## Action item:
Every line of the data below that holds the string "Simulating" needs to be reported.

Saved data entries
- - - - - - -

//! プッシュオーケストレーション
//!
//! ステージング済みの各定義について、出自コメントの付与、ビルド、全タグのプッシュ、
//! スタブの同期、`base.Dockerfile` の後始末を順に実行します。定義は1つずつ
//! 処理し、どこかで失敗したらその時点でリリース全体を中断します。
//!
//! 定義ごとの状態遷移:
//!
//! ```text
//! Discovered → Annotated → Skipped
//!                        → BuildPending → Built → Pushed → StubSynced → Finalized
//! ```

use crate::discovery::discover_definitions;
use crate::error::{ReleaseError, ReleaseResult};
use crate::settings::ReleaseSettings;
use crate::staging::{StagingArea, annotate_descriptor};
use colored::Colorize;
use shipyard_build::{
    BuildResolver, CommandExecutor, DevContainerDescriptor, DockerfileKind, ImageBuilder,
    ImagePusher, RegistryCoordinates, ResolvedDockerfile, StubAction, StubManager, TextPatch,
    fsutil, normalize_version, patch_file, tag_list,
};
use std::fmt;
use std::path::{Path, PathBuf};
use tracing::{debug, info};

/// プッシュのオプション
#[derive(Debug, Clone)]
pub struct PushOptions {
    /// リリースラベル（`v1.2.3`, `master` など）
    pub release: String,
    /// フローティングタグ（`MAJOR`, `latest`）も更新するか
    pub update_latest: bool,
    pub registry: RegistryCoordinates,
    pub stub_registry: RegistryCoordinates,
    /// 指定時はこの定義だけを対象にし、スキップ／対象リストを無視する
    pub definition_id: Option<String>,
    /// false の場合は出自コメントの付与のみ行い、ビルド・プッシュしない
    pub push_images: bool,
    /// true の場合はビルドとスタブ同期のみ行い、レジストリへはプッシュしない
    pub simulate: bool,
}

/// 定義の処理状態
#[derive(Debug, Clone, Copy, PartialEq, Eq)]
pub enum DefinitionState {
    Discovered,
    Annotated,
    Skipped,
    BuildPending,
    Built,
    Pushed,
    StubSynced,
    Finalized,
}

impl DefinitionState {
    pub fn is_terminal(&self) -> bool {
        matches!(self, DefinitionState::Skipped | DefinitionState::Finalized)
    }
}

impl fmt::Display for DefinitionState {
    fn fmt(&self, f: &mut fmt::Formatter<'_>) -> fmt::Result {
        let name = match self {
            DefinitionState::Discovered => "discovered",
            DefinitionState::Annotated => "annotated",
            DefinitionState::Skipped => "skipped",
            DefinitionState::BuildPending => "build-pending",
            DefinitionState::Built => "built",
            DefinitionState::Pushed => "pushed",
            DefinitionState::StubSynced => "stub-synced",
            DefinitionState::Finalized => "finalized",
        };
        f.write_str(name)
    }
}

/// 定義ごとの結果
#[derive(Debug, Clone, PartialEq, Eq)]
pub struct DefinitionReport {
    pub id: String,
    pub state: DefinitionState,
    pub tags: Vec<String>,
    pub stub: Option<StubAction>,
}

/// プッシュ全体の結果
#[derive(Debug, Clone, Default, PartialEq, Eq)]
pub struct PushReport {
    pub definitions: Vec<DefinitionReport>,
}

impl PushReport {
    pub fn get(&self, definition_id: &str) -> Option<&DefinitionReport> {
        self.definitions.iter().find(|d| d.id == definition_id)
    }

    /// ビルド・プッシュまで完了した定義
    pub fn pushed(&self) -> impl Iterator<Item = &DefinitionReport> {
        self.definitions
            .iter()
            .filter(|d| d.state == DefinitionState::Finalized)
    }

    pub fn skipped(&self) -> impl Iterator<Item = &DefinitionReport> {
        self.definitions
            .iter()
            .filter(|d| d.state == DefinitionState::Skipped)
    }
}

/// 1つの定義の処理
///
/// 各ステージは直前の状態を前提とし、成功時に次の状態へ進めます。
struct DefinitionTask {
    id: String,
    path: PathBuf,
    state: DefinitionState,
    dockerfile: Option<ResolvedDockerfile>,
    descriptor: Option<DevContainerDescriptor>,
    context: Option<PathBuf>,
    tags: Vec<String>,
    stub: Option<StubAction>,
}

impl DefinitionTask {
    fn new(id: String, path: PathBuf) -> Self {
        Self {
            id,
            path,
            state: DefinitionState::Discovered,
            dockerfile: None,
            descriptor: None,
            context: None,
            tags: Vec::new(),
            stub: None,
        }
    }

    fn advance(&mut self, from: DefinitionState, to: DefinitionState) {
        debug_assert_eq!(self.state, from, "unexpected state for {}", self.id);
        debug!(definition = %self.id, "{} -> {}", from, to);
        self.state = to;
    }

    fn resolver(&self) -> BuildResolver {
        BuildResolver::new(&self.path)
    }

    fn report(self) -> DefinitionReport {
        DefinitionReport {
            id: self.id,
            state: self.state,
            tags: self.tags,
            stub: self.stub,
        }
    }
}

/// ステージング済みの定義を処理するパイプライン
struct PushPipeline<'a, E: CommandExecutor + ?Sized> {
    executor: &'a E,
    settings: &'a ReleaseSettings,
    options: &'a PushOptions,
    builder: ImageBuilder,
    pusher: ImagePusher,
    stubs: StubManager,
}

impl<'a, E: CommandExecutor + ?Sized> PushPipeline<'a, E> {
    fn new(executor: &'a E, settings: &'a ReleaseSettings, options: &'a PushOptions) -> Self {
        Self {
            executor,
            settings,
            options,
            builder: ImageBuilder::new(&settings.container_cli),
            pusher: ImagePusher::new(&settings.container_cli),
            stubs: StubManager::new(settings.stub.clone()),
        }
    }

    async fn annotate(&self, task: &mut DefinitionTask) -> ReleaseResult<()> {
        annotate_descriptor(&task.path, &task.id, &self.options.release, self.settings).await?;
        task.advance(DefinitionState::Discovered, DefinitionState::Annotated);
        Ok(())
    }

    fn select(&self, task: &mut DefinitionTask) {
        let selected = self.options.push_images
            && (self.options.definition_id.is_some() || self.settings.should_push(&task.id));

        if selected {
            task.advance(DefinitionState::Annotated, DefinitionState::BuildPending);
        } else {
            info!(definition = %task.id, "Skipping definition");
            task.advance(DefinitionState::Annotated, DefinitionState::Skipped);
        }
    }

    async fn build(&self, task: &mut DefinitionTask) -> ReleaseResult<()> {
        let resolver = task.resolver();
        let dockerfile = resolver.resolve_dockerfile().await?;

        let version = normalize_version(&self.options.release);
        let tags = tag_list(
            &task.id,
            &version,
            self.options.update_latest,
            &self.options.registry,
        )?;
        println!("  {} Tags:", "→".blue());
        for tag in &tags {
            println!("      {}", tag.cyan());
        }

        let descriptor = DevContainerDescriptor::load(&resolver.descriptor_path()).await?;
        let context = resolver.resolve_context(&descriptor).await?;

        self.builder
            .build_image(self.executor, &context, &dockerfile.path, &tags)
            .await?;

        task.dockerfile = Some(dockerfile);
        task.descriptor = Some(descriptor);
        task.context = Some(context);
        task.tags = tags;
        task.advance(DefinitionState::BuildPending, DefinitionState::Built);
        Ok(())
    }

    async fn push(&self, task: &mut DefinitionTask) -> ReleaseResult<()> {
        if self.options.simulate {
            println!(
                "  {} Simulating: skipping push of {}",
                "→".blue(),
                task.id.cyan()
            );
            info!(definition = %task.id, "Simulating, registry push skipped");
        } else {
            println!("  {} Pushing {}...", "→".blue(), task.id.cyan());
            let cwd = task.context.as_deref().unwrap_or(&task.path);
            self.pusher.push_all(self.executor, cwd, &task.tags).await?;
        }

        task.advance(DefinitionState::Built, DefinitionState::Pushed);
        Ok(())
    }

    async fn sync_stub(&self, task: &mut DefinitionTask) -> ReleaseResult<()> {
        let has_base = task.dockerfile.as_ref().is_some_and(ResolvedDockerfile::has_base);
        let resolver = task.resolver();
        let dot_devcontainer = resolver.dot_devcontainer();

        let action = if has_base {
            self.stubs
                .update_stub(
                    dot_devcontainer,
                    &task.id,
                    &self.options.release,
                    has_base,
                    &self.options.stub_registry,
                )
                .await?
        } else {
            self.stubs
                .create_stub(
                    dot_devcontainer,
                    &task.id,
                    &self.options.release,
                    has_base,
                    &self.options.stub_registry,
                )
                .await?
        };

        task.stub = Some(action);
        task.advance(DefinitionState::Pushed, DefinitionState::StubSynced);
        Ok(())
    }

    /// `base.Dockerfile` を使った場合のみ、devcontainer.json の参照を `Dockerfile` に
    /// 書き換えて `base.Dockerfile` を削除する
    async fn finalize(&self, task: &mut DefinitionTask) -> ReleaseResult<()> {
        if let Some(dockerfile) = task.dockerfile.as_ref()
            && dockerfile.has_base()
        {
            let descriptor_path = match task.descriptor.as_ref() {
                Some(descriptor) => descriptor.path.clone(),
                None => task.resolver().descriptor_path(),
            };

            info!(definition = %task.id, "Updating devcontainer.json");
            let patch = TextPatch::literal(
                format!("\"{}\"", DockerfileKind::Base.file_name()),
                format!("\"{}\"", DockerfileKind::Final.file_name()),
            );
            patch_file(&descriptor_path, &patch).await?;

            info!(definition = %task.id, "Removing base.Dockerfile");
            fsutil::remove_file(&dockerfile.path).await?;
        }

        task.advance(DefinitionState::StubSynced, DefinitionState::Finalized);
        Ok(())
    }

    async fn run(&self, task: &mut DefinitionTask) -> ReleaseResult<()> {
        println!(
            "\n{} {} {}",
            "▶".green(),
            task.id.cyan().bold(),
            self.options.release
        );
        self.build(task).await?;
        self.push(task).await?;
        self.sync_stub(task).await?;
        self.finalize(task).await?;
        println!("  {} {}", "✓".green(), "Done".green());
        Ok(())
    }
}

/// ステージング済みの定義をすべて処理
///
/// 1. 対象定義の決定（`definition_id` 指定時はその1つだけ）
/// 2. 全定義の devcontainer.json に出自コメントを付与
/// 3. スキップ／対象リストに従って選別
/// 4. 対象定義をビルド → 全タグをプッシュ → スタブ同期 → 後始末
pub async fn push_all<E>(
    executor: &E,
    staging: &StagingArea,
    settings: &ReleaseSettings,
    options: &PushOptions,
) -> ReleaseResult<PushReport>
where
    E: CommandExecutor + ?Sized,
{
    let definition_ids = match &options.definition_id {
        Some(id) => {
            if !staging.definition_path(id).is_dir() {
                return Err(ReleaseError::DefinitionNotFound(id.clone()));
            }
            vec![id.clone()]
        }
        None => discover_definitions(&staging.definitions_dir()).await?,
    };

    let pipeline = PushPipeline::new(executor, settings, options);
    let mut tasks: Vec<DefinitionTask> = definition_ids
        .into_iter()
        .map(|id| {
            let path = staging.definition_path(&id);
            DefinitionTask::new(id, path)
        })
        .collect();

    for task in &mut tasks {
        pipeline.annotate(task).await?;
    }

    for task in &mut tasks {
        pipeline.select(task);
        if task.state == DefinitionState::BuildPending {
            pipeline.run(task).await?;
        }
    }

    Ok(PushReport {
        definitions: tasks.into_iter().map(DefinitionTask::report).collect(),
    })
}

/// リポジトリをステージングしてからプッシュ
///
/// ステージング領域は `{stagingRoot}/{version}`。失敗時はステージング領域を削除して
/// エラーを返し、成功時は呼び出し側に所有権を渡します。
pub async fn push<E>(
    executor: &E,
    repo_root: &Path,
    settings: &ReleaseSettings,
    options: &PushOptions,
) -> ReleaseResult<(StagingArea, PushReport)>
where
    E: CommandExecutor + ?Sized,
{
    let version = normalize_version(&options.release);
    let dest = settings.staging_root.join(version.as_str());
    println!("{} Copying files to {}", "→".blue(), dest.display());

    let staging = StagingArea::create(repo_root, &settings.files_to_stage, &dest).await?;

    let report = push_all(executor, &staging, settings, options).await?;
    Ok((staging, report))
}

- - - - - - -

## Solution to this exercise:
                "  {} Simulating: skipping push of {}",
            info!(definition = %task.id, "Simulating, registry push skipped");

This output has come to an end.